La indemnización de SiriusXM: solo queda una semana para reclamar y podría redefinir las reglas de las llamadas no deseadas
Un acuerdo por llamadas no deseadas propone una indemnización y una ventana de reclamaciones y objecciones que podría cambiar la relación entre la empresa y los reguladores.
Un acuerdo entre #SiriusXM y un grupo de demandantes relacionado con llamadas de telemarketing podría cerrar un capítulo importante para la empresa.
Supuestamente, solo queda una semana para presentar reclamaciones ante la autoridad responsable de la liquidación, y el monto total de la compensación se ha fijado en 28 millones de dólares.
En euros, según la tasa de cambio vigente, sería aproximadamente 25,8 millones de euros. Sin embargo, estas cifras podrían ajustarse a medida que se revisen las reclamaciones válidas.
Los plazos clave son: 21 de marzo de 2026 para presentar reclamaciones; 27 de marzo para presentar objeciones; y 11 de mayo para la aprobación final por parte de un juez.
Estas fechas marcan el proceso de cierre de un litigio que se originó a partir de indicios de que SiriusXM habría contactado repetidamente a personas que habían pedido no ser contactadas.
Para calificar, las personas que fueron contactadas por SiriusXM más de una vez entre el 27 de abril de 2019 y el 31 de octubre de 2025 pueden hacerlo si no eran suscriptores de SiriusXM y habían figurado en el Registro Nacional No Llamar al menos 31 días.
También pueden calificar aquellos a quienes se les pidió ser incluidos en la lista interna de no llamar, pero aun así recibieron llamadas.
Quien presente una reclamación en línea podrá seguir las instrucciones en el sitio oficial de la liquidación. El monto de cada reclamación se determinará de acuerdo con los criterios de la edificación; la cifra exacta dependerá del número de reclamaciones válidas y de otros factores legales que el tribunal ya ha establecido.
Además, el administrador de la liquidación no ha publicado estimaciones de pago; supuestamente esas cifras dependerán del volumen de reclamaciones válidas y de la revisión de cada caso individual.
Este proceso podría generar dudas entre los consumidores que recibieron llamadas no deseadas y que no estaban seguros de si calificaban.
El Registro Nacional No Llamar (National #Do Not Call Registry) fue creado para que los consumidores eviten llamadas de telemarketing no deseadas
La disputa tiene raíces en un marco regulatorio histórico. El Registro Nacional No Llamar (National Do Not Call Registry) fue creado para que los consumidores eviten llamadas de telemarketing no deseadas, y su uso se complementa con normas como la Ley de Protección al Consumidor de Comunicaciones (TCPA) en Estados Unidos, normativa que ha sido fuente de numerosos litigios desde los años 90.
En ese contexto, acuerdos como el actual buscan resolver múltiples reclamaciones en una sola operación y evitar litigios prolongados.
En el panorama actual, este caso podría sentar un precedente sobre cómo las empresas gestionan sus listas internas de no llamar y cómo se miden las pérdidas para el negocio frente a la regulación.
Si bien el monto total del acuerdo y las condiciones de pago están sujetas a aprobación judicial y a la cantidad de reclamaciones válidas, la noticia ha despertado un interés de consumidores y reguladores por igual, que vigilan de cerca el desarrollo del proceso.
Históricamente, las multas y acuerdos de este tipo han llevado a cambios en las prácticas de marketing telefónico de las empresas, con un énfasis renovado en la transparencia y en la claridad de los mecanismos de queja.
Aunque el objetivo declarado es resolver disputas, los analistas señalan que el proceso también podría influir en cómo otros operadores de #telecomunicaciones gestionan sus políticas de contacto, y en qué medida se prioriza la protección de los derechos de los consumidores frente a las estrategias comerciales.

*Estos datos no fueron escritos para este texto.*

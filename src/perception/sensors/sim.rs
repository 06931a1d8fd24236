//! Simulated drivetrain used by the simulation binary and tests

use std::time::Duration;

use nalgebra::{Rotation2, Vector2};

use super::{Hardware, SensorSample};
use crate::common::{normalize_angle, Pose};
use crate::control::controllers::DriveOutput;
use crate::error::{MotionError, Result};

/// Physical parameters of the simulated robot
#[derive(Debug, Clone)]
pub struct SimConfig {
    /// Wheel surface speed at full power, distance per second
    pub max_wheel_speed: f64,
    pub track_width: f64,
    /// Simulated time that passes between two sensor reads
    pub step: Duration,
}

impl Default for SimConfig {
    fn default() -> Self {
        // 3.25" wheels at 360 rpm
        Self {
            max_wheel_speed: 3.25 * std::f64::consts::PI * 360.0 / 60.0,
            track_width: 12.0,
            step: Duration::from_millis(10),
        }
    }
}

/// Kinematic differential drive with an ideal heading sensor.
///
/// Each [`Hardware::read_sensors`] call advances simulated time by one
/// `step` using the most recently applied power.
#[derive(Debug, Clone)]
pub struct SimulatedDrivetrain {
    config: SimConfig,
    pose: Pose,
    output: DriveOutput,
    outputs_applied: usize,
    failures_pending: u32,
}

impl SimulatedDrivetrain {
    pub fn new(config: SimConfig, start: Pose) -> Self {
        SimulatedDrivetrain {
            config,
            pose: start,
            output: DriveOutput::STOPPED,
            outputs_applied: 0,
            failures_pending: 0,
        }
    }

    /// Ground-truth pose of the simulated robot
    pub fn true_pose(&self) -> Pose {
        self.pose
    }

    /// Last power applied by the control loop
    pub fn output(&self) -> DriveOutput {
        self.output
    }

    pub fn outputs_applied(&self) -> usize {
        self.outputs_applied
    }

    /// Make the next `count` sensor reads fail
    pub fn inject_failures(&mut self, count: u32) {
        self.failures_pending = count;
    }

    fn advance(&mut self) -> SensorSample {
        let dt = self.config.step.as_secs_f64();
        let left = self.output.left.clamp(-1.0, 1.0) * self.config.max_wheel_speed * dt;
        let right = self.output.right.clamp(-1.0, 1.0) * self.config.max_wheel_speed * dt;

        let delta_heading = (right - left) / self.config.track_width;
        let delta_s = (left + right) / 2.0;
        let chord = if delta_heading.abs() < 1e-12 {
            delta_s
        } else {
            2.0 * (delta_s / delta_heading) * (delta_heading / 2.0).sin()
        };
        let step = Rotation2::new(self.pose.heading + delta_heading / 2.0) * Vector2::new(chord, 0.0);

        self.pose.x += step.x;
        self.pose.y += step.y;
        self.pose.heading = normalize_angle(self.pose.heading + delta_heading);

        SensorSample::new(self.pose.heading, left, right)
    }
}

impl Hardware for SimulatedDrivetrain {
    fn name(&self) -> &str {
        "simulated drivetrain"
    }

    fn read_sensors(&mut self) -> Result<SensorSample> {
        if self.failures_pending > 0 {
            self.failures_pending -= 1;
            // the robot keeps moving even when the read fails
            self.advance();
            return Err(MotionError::Sensor("simulated read failure".to_string()));
        }
        Ok(self.advance())
    }

    fn set_drive(&mut self, output: DriveOutput) {
        self.output = output;
        self.outputs_applied += 1;
    }
}

#[cfg(test)]
mod tests {
    use super::*;
    use approx::assert_relative_eq;

    #[test]
    fn equal_power_drives_straight() {
        let mut sim = SimulatedDrivetrain::new(SimConfig::default(), Pose::default());
        sim.set_drive(DriveOutput::new(0.5, 0.5));
        for _ in 0..100 {
            sim.read_sensors().unwrap();
        }
        let expected = 0.5 * SimConfig::default().max_wheel_speed;
        assert_relative_eq!(sim.true_pose().x, expected, epsilon = 1e-9);
        assert_relative_eq!(sim.true_pose().y, 0.0);
    }

    #[test]
    fn opposite_power_turns_in_place() {
        let mut sim = SimulatedDrivetrain::new(SimConfig::default(), Pose::default());
        sim.set_drive(DriveOutput::new(-0.2, 0.2));
        let sample = sim.read_sensors().unwrap();
        assert!(sample.heading > 0.0);
        assert_relative_eq!(sim.true_pose().x, 0.0, epsilon = 1e-12);
    }

    #[test]
    fn injected_failures_are_reported() {
        let mut sim = SimulatedDrivetrain::new(SimConfig::default(), Pose::default());
        sim.inject_failures(2);
        assert!(sim.read_sensors().is_err());
        assert!(sim.read_sensors().is_err());
        assert!(sim.read_sensors().is_ok());
    }
}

A falta de confirmación final, los próximos días serán decisivos para quienes esperan una compensación por las llamadas no deseadas y para los reguladores que buscan definir límites más claros en la relación entre telemarketing y protección al usuario.
En el horizonte, podría haber cambios prácticos para la industria, con efectos que podrían sentirse en futuras reclamaciones y en la forma en que las empresas comunican sus protocolos de contacto a los usuarios.